Its amazing that not everyone is on http2 yet when its basically free speed.


It's hardly a surprise. It takes time for people to migrate to new protocols. Not everyone can just leave 20 years of engineering effort behind and switch to HTTP2 because it's a bit faster in some situations.


HTTP2 has multiple optimisations e.g. I only just realised it compresses XMLHTTPRequest requests, not just responses.

We use CloudFlare, so most of our users get HTTP2 even though our own infrastructure is still HTTP1.1 (however some corporate customers have proxies, which usually downgrade the browser connection to HTTP1.1).

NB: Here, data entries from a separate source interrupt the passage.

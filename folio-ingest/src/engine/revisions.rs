//! Per-source change history
//!
//! Derives a chronological sequence of structural diffs from the history
//! documents of one entity. Read path only; no side effects.

use chrono::{DateTime, Utc};
use folio_common::Result;
use serde::Serialize;
use serde_json::{Map, Value};

use super::keys::single_source_stamp;
use super::merge::merge_documents;
use super::node::{strip_annotations, SOURCE_FIELD};

/// One upstream delivery and its effect on the merged projection.
#[derive(Debug, Clone, Serialize)]
pub struct Revision {
    #[serde(rename = "processedAt")]
    pub processed_at: Option<DateTime<Utc>>,
    pub system: Option<String>,
    pub changes: Vec<Change>,
}

/// A single leaf-level difference against the previous merge.
#[derive(Debug, Clone, Serialize)]
pub struct Change {
    pub path: String,
    pub kind: ChangeKind,
    #[serde(skip_serializing_if = "Option::is_none")]
    pub before: Option<Value>,
    #[serde(skip_serializing_if = "Option::is_none")]
    pub after: Option<Value>,
}

#[derive(Debug, Clone, Copy, PartialEq, Eq, Serialize)]
#[serde(rename_all = "lowercase")]
pub enum ChangeKind {
    Added,
    Removed,
    Changed,
}

/// Build the revisions sequence for one entity's history documents.
///
/// Order is `processedAt` ascending, tie-break by `system`; each entry
/// diffs the merged projection after that delivery against the projection
/// before it.
pub fn revisions(history: Vec<Value>) -> Result<Vec<Revision>> {
    let mut dated: Vec<(Option<DateTime<Utc>>, Option<String>, Value)> = history
        .into_iter()
        .map(|doc| {
            let stamp = single_source_stamp(&doc).unwrap_or_default();
            let processed_at = stamp
                .get("processedAt")
                .and_then(Value::as_str)
                .and_then(|s| DateTime::parse_from_rfc3339(s).ok())
                .map(|t| t.with_timezone(&Utc));
            let system = stamp
                .get("system")
                .and_then(Value::as_str)
                .map(str::to_string);
            (processed_at, system, doc)
        })
        .collect();
    dated.sort_by(|a, b| a.0.cmp(&b.0).then_with(|| a.1.cmp(&b.1)));

    let mut out = Vec::with_capacity(dated.len());
    let mut running: Option<Value> = None;

    for (processed_at, system, doc) in dated {
        let before_view = match &running {
            None => Value::Object(Map::new()),
            Some(prev) => content_view(prev),
        };
        let next = match running.take() {
            None => doc,
            Some(prev) => merge_documents(prev, doc)?,
        };
        let after_view = content_view(&next);

        let mut changes = Vec::new();
        diff(&before_view, &after_view, "", &mut changes);
        out.push(Revision {
            processed_at,
            system,
            changes,
        });

        running = Some(next);
    }

    Ok(out)
}

/// The de-annotated content of a document, without the source map.
fn content_view(doc: &Value) -> Value {
    let mut stripped = strip_annotations(doc);
    if let Some(map) = stripped.as_object_mut() {
        map.remove(SOURCE_FIELD);
    }
    stripped
}

fn diff(before: &Value, after: &Value, path: &str, out: &mut Vec<Change>) {
    match (before, after) {
        (Value::Object(map_a), Value::Object(map_b)) => {
            for (key, value_a) in map_a {
                let child_path = format!("{}/{}", path, key);
                match map_b.get(key) {
                    Some(value_b) => diff(value_a, value_b, &child_path, out),
                    None => out.push(Change {
                        path: child_path,
                        kind: ChangeKind::Removed,
                        before: Some(value_a.clone()),
                        after: None,
                    }),
                }
            }
            for (key, value_b) in map_b {
                if !map_a.contains_key(key) {
                    out.push(Change {
                        path: format!("{}/{}", path, key),
                        kind: ChangeKind::Added,
                        before: None,
                        after: Some(value_b.clone()),
                    });
                }
            }
        }
        _ if before == after => {}
        _ => out.push(Change {
            path: path.to_string(),
            kind: ChangeKind::Changed,
            before: Some(before.clone()),
            after: Some(after.clone()),
        }),
    }
}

We log whether HTTP2 or HTTP1.1 is used by the browser by JavaScript reading `window.performance.getEntries()[0].nextHopProtocol` which is supported by most modern browsers.


It’s not quite; HTTP/2 is not in fact uniformly superior to HTTP/1.1. Search around and you’ll find the reasons; all I’ll mention here is the two biggest keywords: WebSockets and head-of-line blocking.

The end result is that HTTP/2 is an improvement for most common workloads, but not all; especially in app-type scenarios with lots of mobile users with suboptimal connections and comparatively few requests (e.g. because you already do batching rather than sending zillions of requests), HTTP/2 can regress typical performance.

WebSockets over HTTP/2 is now specified in RFC 8441; not sure what the implementation status of that is. That solves one of the main problems.

My understanding is that HTTP/3 (with UDP-based QUIC instead of TCP) then resolves all remaining known systemic regressions between HTTP/1.1 and HTTP/2. So yeah, HTTP/1.1 to HTTP/3 should be pretty close to “free speed”.

But even then, it changes performance and load characteristics, and requires the appropriate software support, and that means that many users will need to be very careful about the upgrade, so that they don’t break things. So it’s not quite free after all.


H2 is nearly always better than HTTP/1, BUT it also turns some H1-specific perf optimization techniques (eg sharding, sprites...) into anti-patterns.


I’m not amazed. While many stacks support it, most organizations still have lift on their end to implement this behind the other “priority” customer change requests.


Of all the micro-optimizations I could think of for web apps, the one with the highest cost and the least benefit would probably be supporting http2 (or *quic). In almost all cases, there is a fix that will speed up http1.1 to acceptable levels.


What's the "cost" to supporting HTTP 2 as an app developer, though? As far as I know, adding support to nginx requires changing one line of code. That's about as close to free as you can get.


For a tiny startup, you might be able to just add http2 support in 10 minutes and everything might be fine, but most of the time it's more complicated. It's a bit like if I said, can I change your app libraries to bleeding edge? It's just a one line change.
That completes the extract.